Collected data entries
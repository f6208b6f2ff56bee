//! Process host: wiring, control loop and signal handling.
//!
//! Every event source (shell reader thread, timer tasks, signal task) feeds
//! one unbounded channel. The loop below is the only consumer and runs each
//! event to completion on a single task, so no handler ever interleaves with
//! another.

use crate::libs::bounds_store::JsonBoundsStore;
use crate::libs::config::Config;
use crate::libs::data_storage::{DataStorage, APP_VERSION};
use crate::libs::event::{self, AppEvent, EventReceiver, EventSender};
use crate::libs::messages::Message;
use crate::libs::scheduler::{LocalClock, ScheduleEngine};
use crate::libs::session::SessionCoordinator;
use crate::libs::stdio_shell::{self, StdioShell};
use crate::libs::windows::{WindowManager, WindowRole};
use crate::{msg_error, msg_error_anyhow, msg_info};
use anyhow::Result;
use std::io;

pub struct Host {
    coordinator: SessionCoordinator,
    events: EventReceiver,
}

impl Host {
    pub fn new(coordinator: SessionCoordinator, events: EventReceiver) -> Self {
        Self { coordinator, events }
    }

    /// Shows the loading window, then handles events until one asks to stop.
    ///
    /// # Errors
    ///
    /// Fails only when the very first window can not be created.
    pub async fn run(mut self) -> Result<()> {
        self.coordinator.start().map_err(|e| {
            msg_error_anyhow!(Message::WindowOpenFailed(WindowRole::Loading.to_string(), e.to_string()))
        })?;

        while let Some(event) = self.events.recv().await {
            if self.coordinator.handle(event).is_break() {
                break;
            }
        }

        msg_info!(Message::HostShuttingDown);
        self.coordinator.shutdown();
        Ok(())
    }
}

/// Runs the application against the shell process on stdin/stdout.
pub async fn run_with_signal_handling(config: &Config, storage: DataStorage) -> Result<()> {
    let (tx, rx) = event::channel();
    spawn_signal_listener(tx.clone());

    let windows = WindowManager::new(
        Box::new(StdioShell::new(io::stdout())),
        Box::new(JsonBoundsStore::new(storage)),
    );
    let schedule = ScheduleEngine::new(
        Box::new(LocalClock),
        tx.clone(),
        config.poll_interval(),
        config.notification_title.clone(),
    );
    let coordinator = SessionCoordinator::new(windows, schedule);

    // Never joined: a blocking stdin read ends with the process.
    let _reader = stdio_shell::spawn_reader(io::BufReader::new(io::stdin()), tx);

    msg_info!(Message::HostStarted(APP_VERSION.to_string()));
    Host::new(coordinator, rx).run().await?;
    msg_info!(Message::HostExited);
    Ok(())
}

/// Turns SIGTERM/SIGINT (Ctrl+C on Windows) into [`AppEvent::Shutdown`].
fn spawn_signal_listener(events: EventSender) {
    #[cfg(unix)]
    {
        tokio::spawn(async move {
            use tokio::signal::unix::{signal, SignalKind};

            let (mut sigterm, mut sigint) = match (signal(SignalKind::terminate()), signal(SignalKind::interrupt())) {
                (Ok(sigterm), Ok(sigint)) => (sigterm, sigint),
                (Err(e), _) | (_, Err(e)) => {
                    msg_error!(Message::HostSignalHandlerFailed(e.to_string()));
                    return;
                }
            };

            tokio::select! {
                _ = sigterm.recv() => {
                    msg_info!(Message::HostReceivedSigterm);
                }
                _ = sigint.recv() => {
                    msg_info!(Message::HostReceivedSigint);
                }
            }

            let _ = events.send(AppEvent::Shutdown);
        });
    }

    #[cfg(windows)]
    {
        tokio::spawn(async move {
            match tokio::signal::ctrl_c().await {
                Ok(()) => {
                    msg_info!(Message::HostReceivedCtrlC);
                    let _ = events.send(AppEvent::Shutdown);
                }
                Err(e) => {
                    msg_error!(Message::HostCtrlCListenFailed(e.to_string()));
                }
            }
        });
    }

    #[cfg(not(any(unix, windows)))]
    {
        use crate::msg_warning;
        drop(events);
        msg_warning!(Message::HostSignalHandlingNotSupported);
    }
}
pub mod autostart;
pub mod run;

use anyhow::Result;
use clap::{Parser, Subcommand};

#[derive(Debug, Subcommand)]
enum Commands {
    #[command(about = "Run the application, driving the shell process on stdin/stdout")]
    Run,
    #[command(about = "Manage starting at login", arg_required_else_help = true)]
    Autostart(autostart::AutostartArgs),
}

#[derive(Debug, Parser)]
#[command(author, version, about, long_about = None)]
#[command(arg_required_else_help(true))]
pub struct Cli {
    #[command(subcommand)]
    command: Commands,
}

impl Cli {
    pub async fn menu() -> Result<()> {
        let cli = Self::parse();
        match cli.command {
            Commands::Run => run::cmd().await,
            Commands::Autostart(args) => autostart::cmd(args),
        }
    }
}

» **AIM OF THE EXERCISE**:
Give back exactly the lines from the first line of the records through the line holding "use crate::libs::bounds_store::JsonBoundsStore;", including both of those lines and leaving out all others.

» **EXERCISE SOLUTION**:
repository f6208b6f2ff56bee
//! Process host: wiring, control loop and signal handling.
//!
//! Every event source (shell reader thread, timer tasks, signal task) feeds
//! one unbounded channel. The loop below is the only consumer and runs each
//! event to completion on a single task, so no handler ever interleaves with
//! another.

use crate::libs::bounds_store::JsonBoundsStore;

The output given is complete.